El silencio en el Milano Cortina se rompió con una explosión de aplausos. Donovan Carrillo acababa de completar la rutina más brillante de su carrera y su reacción fue visceral: se dejó caer sobre el hielo y lo besó con una intensidad que solo pueden entender quienes han perseguido un sueño durante décadas. Ese beso no fue casualidad ni dramatismo calculado. Fue la descarga emocional de un atleta que acaba de alcanzar la perfección en el momento más importante.
La actuación del patinador mexicano dejó boquiabiertos hasta a los críticos más exigentes. Por primera vez en toda la temporada, Carrillo ejecutó con precisión quirúrgica un cuádruple Toeloop, ese salto temido que requiere cuatro rotaciones completas en el aire antes de aterrizar sobre una cuchilla de apenas cuatro milímetros de ancho. Pero no se detuvo ahí. Encadenó un cuádruple Salchow que arrancó murmullos de admiración en las gradas y completó dos triples Axel que los especialistas describieron como magistrales por su altura, distancia y una salida tan limpia que parecía desafiar las leyes de la física.
El público italiano se rindió ante el mexicano. Entre la multitud que abarrotaba el recinto destacaban las banderas verdes, blancas y rojas que ondeaban con frenesí cada vez que Donovan ejecutaba uno de sus elementos característicos. Su variación de campana, ese movimiento que se ha convertido en su sello personal, provocó una ovación cerrada que retumbó en las paredes del estadio. La sonrisa del patinador, amplia y genuina, completó un espectáculo que trascendió lo técnico para convertirse en puro arte sobre hielo.
Los números hablan por sí solos: 143.50 puntos en el programa libre que, sumados a su actuación previa, lo catapultaron a un total de 219 puntos, su mejor marca de toda la temporada. Durante varios minutos, el marcador lo situó en la primera posición de la competencia, un lugar que pocos patinadores mexicanos han tocado en la historia de este exigente deporte.

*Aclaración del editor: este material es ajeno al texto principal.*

#![allow(clippy::unwrap_used)]
// Integration tests for the periodic reconciliation scheduler.

mod common;

use std::sync::Arc;
use std::time::Duration;

use async_trait::async_trait;
use chrono::{DateTime, TimeDelta, Utc};
use pretty_assertions::assert_eq;

use common::World;
use hublink_core::{
    CoreError, MemoryStateStore, Pending, PropertyId, PropertyState, PropertyStateStore,
    PropertyValue, Reconciler, Scheduler, StateGuard, StateUpdate, TickOutcome,
    WriteQueueReceiver, WriterTiming, write_queue,
};

// ── Helpers ─────────────────────────────────────────────────────────

fn scheduler(world: &World, timing: WriterTiming) -> (Scheduler, WriteQueueReceiver) {
    let (queue, rx) = write_queue();
    (
        Scheduler::new(world.reconciler(), world.index(), queue, timing),
        rx,
    )
}

fn ms(n: i64) -> TimeDelta {
    TimeDelta::milliseconds(n)
}

/// Tick every `tick` from `start` (exclusive) until a command shows up
/// or `limit` has passed. Returns the time of the writing tick.
async fn tick_until_write(
    scheduler: &mut Scheduler,
    start: DateTime<Utc>,
    tick: TimeDelta,
    limit: TimeDelta,
) -> Option<DateTime<Utc>> {
    let mut now = start;
    while now - start <= limit {
        now += tick;
        if let TickOutcome::Written(_) = scheduler.tick(now).await.unwrap() {
            return Some(now);
        }
    }
    None
}

/// State store whose reads fail for one property.
struct FailingReads {
    inner: MemoryStateStore,
    broken: PropertyId,
}

#[async_trait]
impl PropertyStateStore for FailingReads {
    async fn read(&self, property: PropertyId) -> Result<Option<PropertyState>, CoreError> {
        if property == self.broken {
            return Err(CoreError::StateRead {
                property,
                message: "backend timeout".into(),
            });
        }
        self.inner.read(property).await
    }

    async fn update(
        &self,
        property: PropertyId,
        update: StateUpdate,
    ) -> Result<PropertyState, CoreError> {
        self.inner.update(property, update).await
    }

    async fn update_if(
        &self,
        property: PropertyId,
        guard: &StateGuard,
        update: StateUpdate,
    ) -> Result<Option<PropertyState>, CoreError> {
        self.inner.update_if(property, guard, update).await
    }
}

// ── Single writes ───────────────────────────────────────────────────

#[tokio::test]
async fn test_requested_property_is_written_once() {
    let world = World::new();
    let device = world.device("thermostat");
    let property = world.dynamic(device);
    world.states.request_write(property, PropertyValue::Float(21.5));

    let (mut scheduler, mut rx) = scheduler(&world, WriterTiming::default());
    let t = Utc::now();

    assert_eq!(scheduler.tick(t).await.unwrap(), TickOutcome::Written(device));
    let commands = rx.drain();
    assert_eq!(commands.len(), 1);
    assert_eq!(commands[0].property(), property);
    assert_eq!(commands[0].device(), device);
    assert_eq!(commands[0].value(), Some(&PropertyValue::Float(21.5)));
    assert_eq!(world.states.get(property).unwrap().pending, Pending::DispatchedAt(t));

    // Pass reset, then a debounced visit.
    assert_eq!(scheduler.tick(t + ms(10)).await.unwrap(), TickOutcome::PassCompleted);
    assert_eq!(scheduler.tick(t + ms(20)).await.unwrap(), TickOutcome::Idle);
    assert!(rx.try_next().is_none());
}

#[tokio::test]
async fn test_property_without_expected_value_is_skipped() {
    let world = World::new();
    let device = world.device("dimmer");
    let empty = world.dynamic(device);
    let wanted = world.dynamic(device);
    world.states.confirm(empty, PropertyValue::Int(0));
    world.states.request_write(wanted, PropertyValue::Int(5));

    let (mut scheduler, mut rx) = scheduler(&world, WriterTiming::default());
    let t = Utc::now();

    assert!(scheduler.try_write_device(device, t).await.unwrap());
    let commands = rx.drain();
    assert_eq!(commands.len(), 1);
    assert_eq!(commands[0].property(), wanted);
    assert_eq!(scheduler.last_attempt(empty), Some(t));
}

#[tokio::test]
async fn test_idle_and_confirmed_states_are_never_written() {
    let world = World::new();
    let device = world.device("relay");
    let idle = world.dynamic(device);
    let confirmed = world.dynamic(device);
    world.states.insert(
        idle,
        PropertyState {
            expected_value: Some(PropertyValue::Bool(true)),
            pending: Pending::Idle,
            ..PropertyState::default()
        },
    );
    world.states.request_write(confirmed, PropertyValue::Bool(false));
    world.states.confirm(confirmed, PropertyValue::Bool(false));

    let (mut scheduler, mut rx) = scheduler(&world, WriterTiming::default());
    let start = Utc::now();

    assert_eq!(
        tick_until_write(&mut scheduler, start, ms(10), ms(10_000)).await,
        None
    );
    assert!(rx.try_next().is_none());
}

// ── Debounce and staleness ──────────────────────────────────────────

#[tokio::test]
async fn test_stale_dispatch_is_resent_after_deadline() {
    let world = World::new();
    let device = world.device("valve");
    let property = world.dynamic(device);
    world.states.request_write(property, PropertyValue::Float(21.5));

    let timing = WriterTiming {
        debounce: Duration::from_millis(100),
        ..WriterTiming::default()
    };
    let (mut scheduler, mut rx) = scheduler(&world, timing);
    let t0 = Utc::now();

    assert_eq!(scheduler.tick(t0).await.unwrap(), TickOutcome::Written(device));
    assert_eq!(rx.drain().len(), 1);

    let retry = tick_until_write(&mut scheduler, t0, ms(10), ms(5_000))
        .await
        .unwrap();
    assert!(retry - t0 > ms(2_000), "resent too early: {}", retry - t0);
    assert!(retry - t0 <= ms(2_120), "resent too late: {}", retry - t0);

    let commands = rx.drain();
    assert_eq!(commands.len(), 1);
    assert_eq!(commands[0].value(), Some(&PropertyValue::Float(21.5)));
    assert_eq!(world.states.get(property).unwrap().pending, Pending::DispatchedAt(retry));
}

#[tokio::test]
async fn test_debounce_bounds_retry_with_default_timing() {
    let world = World::new();
    let device = world.device("valve");
    let property = world.dynamic(device);
    world.states.request_write(property, PropertyValue::Int(3));

    let (mut scheduler, mut rx) = scheduler(&world, WriterTiming::default());
    let t0 = Utc::now();
    scheduler.tick(t0).await.unwrap();
    rx.drain();

    // Stale after 2000ms, but the property is only looked at again once
    // the 2500ms debounce window has passed.
    let retry = tick_until_write(&mut scheduler, t0, ms(10), ms(10_000))
        .await
        .unwrap();
    assert!(retry - t0 >= ms(2_500));
    assert!(retry - t0 <= ms(2_520));
    assert_eq!(
        world.states.get(property).unwrap().expected_value,
        Some(PropertyValue::Int(3))
    );
}

#[tokio::test]
async fn test_attempts_are_spaced_by_debounce() {
    let world = World::new();
    let device = world.device("lamp");
    let property = world.dynamic(device);

    let (mut scheduler, _rx) = scheduler(&world, WriterTiming::default());
    let t0 = Utc::now();

    assert!(!scheduler.try_write_device(device, t0).await.unwrap());
    assert_eq!(scheduler.last_attempt(property), Some(t0));

    world.states.request_write(property, PropertyValue::Bool(true));
    assert!(!scheduler.try_write_device(device, t0 + ms(2_499)).await.unwrap());
    assert_eq!(scheduler.last_attempt(property), Some(t0));

    assert!(scheduler.try_write_device(device, t0 + ms(2_500)).await.unwrap());
    assert_eq!(scheduler.last_attempt(property), Some(t0 + ms(2_500)));
}

// ── Fairness ────────────────────────────────────────────────────────

#[tokio::test]
async fn test_full_pass_writes_every_device_once() {
    let world = World::new();
    let devices: Vec<_> = (0..10)
        .map(|i| {
            let device = world.device(&format!("device-{i}"));
            let property = world.dynamic(device);
            world.states.request_write(property, PropertyValue::Int(i));
            device
        })
        .collect();

    let (mut scheduler, mut rx) = scheduler(&world, WriterTiming::default());
    let t0 = Utc::now();

    for (step, device) in (0_i64..).zip(&devices) {
        let outcome = scheduler.tick(t0 + ms(10 * step)).await.unwrap();
        assert_eq!(outcome, TickOutcome::Written(*device));
        assert_eq!(rx.drain().len(), 1, "exactly one command per tick");
    }
    assert_eq!(scheduler.processed_devices().len(), 10);

    assert_eq!(scheduler.tick(t0 + ms(100)).await.unwrap(), TickOutcome::PassCompleted);
    assert!(scheduler.processed_devices().is_empty());
    assert!(rx.try_next().is_none());
}

#[tokio::test]
async fn test_busy_device_does_not_starve_others() {
    let world = World::new();
    let busy = world.device("busy");
    let first = world.dynamic(busy);
    let second = world.dynamic(busy);
    let quiet = world.device("quiet");
    let lone = world.dynamic(quiet);
    for property in [first, second, lone] {
        world.states.request_write(property, PropertyValue::Int(1));
    }

    let (mut scheduler, mut rx) = scheduler(&world, WriterTiming::default());
    let t0 = Utc::now();

    assert_eq!(scheduler.tick(t0).await.unwrap(), TickOutcome::Written(busy));
    assert_eq!(scheduler.tick(t0 + ms(10)).await.unwrap(), TickOutcome::Written(quiet));
    assert_eq!(scheduler.tick(t0 + ms(20)).await.unwrap(), TickOutcome::PassCompleted);
    assert_eq!(scheduler.tick(t0 + ms(30)).await.unwrap(), TickOutcome::Written(busy));

    let written: Vec<_> = rx.drain().iter().map(hublink_core::WriteCommand::property).collect();
    assert_eq!(written, vec![first, lone, second]);
}

#[tokio::test]
async fn test_tick_skips_devices_without_work() {
    let world = World::new();
    let idle = world.device("idle");
    world.dynamic(idle);
    let active = world.device("active");
    let property = world.dynamic(active);
    world.states.request_write(property, PropertyValue::Int(9));

    let (mut scheduler, mut rx) = scheduler(&world, WriterTiming::default());
    let t0 = Utc::now();

    assert_eq!(scheduler.tick(t0).await.unwrap(), TickOutcome::Written(active));
    assert!(scheduler.processed_devices().contains(&idle));
    assert_eq!(rx.drain().len(), 1);

    assert_eq!(scheduler.tick(t0 + ms(10)).await.unwrap(), TickOutcome::PassCompleted);
    assert_eq!(scheduler.tick(t0 + ms(20)).await.unwrap(), TickOutcome::Idle);
}

// ── Failures ────────────────────────────────────────────────────────

#[tokio::test]
async fn test_state_read_failure_skips_only_that_property() {
    let world = World::new();
    let device = world.device("sensor-hub");
    let broken = world.dynamic(device);
    let healthy = world.dynamic(device);

    let inner = MemoryStateStore::new();
    inner.request_write(broken, PropertyValue::Int(1));
    inner.request_write(healthy, PropertyValue::Int(2));
    let states = Arc::new(FailingReads { inner, broken });

    let (queue, mut rx) = write_queue();
    let core = Reconciler::new(world.connector, world.repo.clone(), states.clone());
    let mut scheduler = Scheduler::new(core, world.index(), queue, WriterTiming::default());

    assert!(scheduler.try_write_device(device, Utc::now()).await.unwrap());
    let commands = rx.drain();
    assert_eq!(commands.len(), 1);
    assert_eq!(commands[0].property(), healthy);
    assert!(states.inner.get(broken).unwrap().pending.is_requested());
}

Pero detrás de estos números hay una historia de sacrificio que comenzó cuando un niño de ocho años decidió que quería volar sobre el hielo. A los 13 años, Donovan tomó una decisión que cambiaría su vida: dejar su hogar para mudarse a León, Guanajuato, en busca de mejores condiciones de entrenamiento. El viaje no terminó ahí. Toronto se convirtió en su siguiente destino, alejándose aún más de su familia para entrenar con los mejores del mundo. Años de madrugar antes del amanecer, de caídas que dejaban moretones imposibles de ocultar, de lágrimas derramadas en vestuarios vacíos y de victorias saboreadas en soledad.
Al abandonar la pista, todavía con el corazón acelerado, Carrillo se fundió en abrazos con sus entrenadores y coreógrafos, ese equipo que lo ha acompañado en las buenas y en las malas. Pero sus pensamientos volaron inmediatamente hacia México. Con la voz entrecortada por la emoción, envió saludos a su familia y a todos los mexicanos que lo han seguido en esta travesía. El niño que alguna vez soñó con esto mientras veía competencias en una televisión pixelada acababa de demostrar que el talento sin fronteras puede conquistar los escenarios más exigentes del planeta.
Milano Cortina guardará para siempre la imagen de ese beso sobre el hielo. Un beso que selló no solo una actuación perfecta, sino la consolidación de Donovan Carrillo como uno de los grandes del patinaje artístico mundial.